It is widely expected that the Reserve Bank will cut official rates next week by another 25 basis points. It is also widely anticipated that the major banks will cite funding cost pressures as the reason for not fully passing on any rate cut.

It wouldn't be surprising if they retained at least 10 basis points of any RBA move – and the RBA, which has said it factors the likely response of the banks to official rate movements into its decisions, wouldn't be in the least surprised.

The RBA, like most people who have any real understanding of the banks' funding, is well aware that they are experiencing some pressures.

While the majority have, with the help of risk-averse depositors, done a very creditable job since the onset of the global financial crisis of reducing their dependence on offshore sources of funds, and short term funding from offshore in particular, they still have an offshore term funding requirement of about $100 billion this year. About 20 per cent of their overall term funding is sourced offshore.
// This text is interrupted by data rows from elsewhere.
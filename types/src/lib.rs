//! Shared types for the countries MCP server.
//!
//! This crate contains the JSON-RPC wire types, the tool contract and the
//! HTTP payloads used by both transports of the server.

/// Default port for the HTTP/SSE server.
pub const DEFAULT_PORT: u16 = 8000;

/// Path that opens a new SSE session.
pub const MCP_STREAM_PATH: &str = "/mcp";

/// Path that accepts JSON-RPC messages for an existing session.
pub const MCP_MESSAGE_PATH: &str = "/mcp/messages";

/// Query parameter carrying the session identifier on message posts.
pub const SESSION_ID_PARAM: &str = "sessionId";

pub mod health;
pub mod jsonrpc;
pub mod tool;

// Re-export commonly used types
pub use health::HealthResponse;
pub use jsonrpc::{JsonRpcError, JsonRpcRequest, JsonRpcResponse};
pub use tool::{
    CallToolResult, CountryDataOutput, GetCountryDataParams, TextContent, ToolDefinition,
};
The relative cost of those funds, where they are available, has spiked since the eurozone tumbled into a fresh crisis.

The banks have responded by taking advantage of their newly acquired ability to issue covered bonds, making issues both offshore and more recently in the domestic market. While the covered bond issues might raise funds more cheaply than issues of conventional bank debt, they haven't provided cheap funds.

Commonwealth Bank raised $3.5 billion of five-year money earlier this month in the first Australian dollar issue of covered bonds – and paid the highest yield premium for a domestic bank issue ever recorded.

And, of course, one of the reasons the banks have been able to lower their proportional exposure to offshore markets has been their success in attracting domestic deposits. Again in relative terms, that has come at a cost as the strong competition for them has driven their cost up.

The relative cost of funding is the key to understanding why banks are under increasing pressure to ignore Wayne Swan. The RBA can, by raising or lowering the cash rate, push the short end of the yield curve around and therefore influence the absolute price of money.

What it can't do is dictate the spreads the banks pay over the cash rate to attract funds and those spreads, indeed the spreads on all their forms of funding, have been blowing out.

If the banks want to maintain profit margins – on average they had a return on assets of 0.93 per cent and their net interest margin averaged 2.27 per cent last financial year – they have to pass some of those increasing costs back either to borrowers in the form of higher mortgage rates or depositors through lower term deposit rates, or a bit of both.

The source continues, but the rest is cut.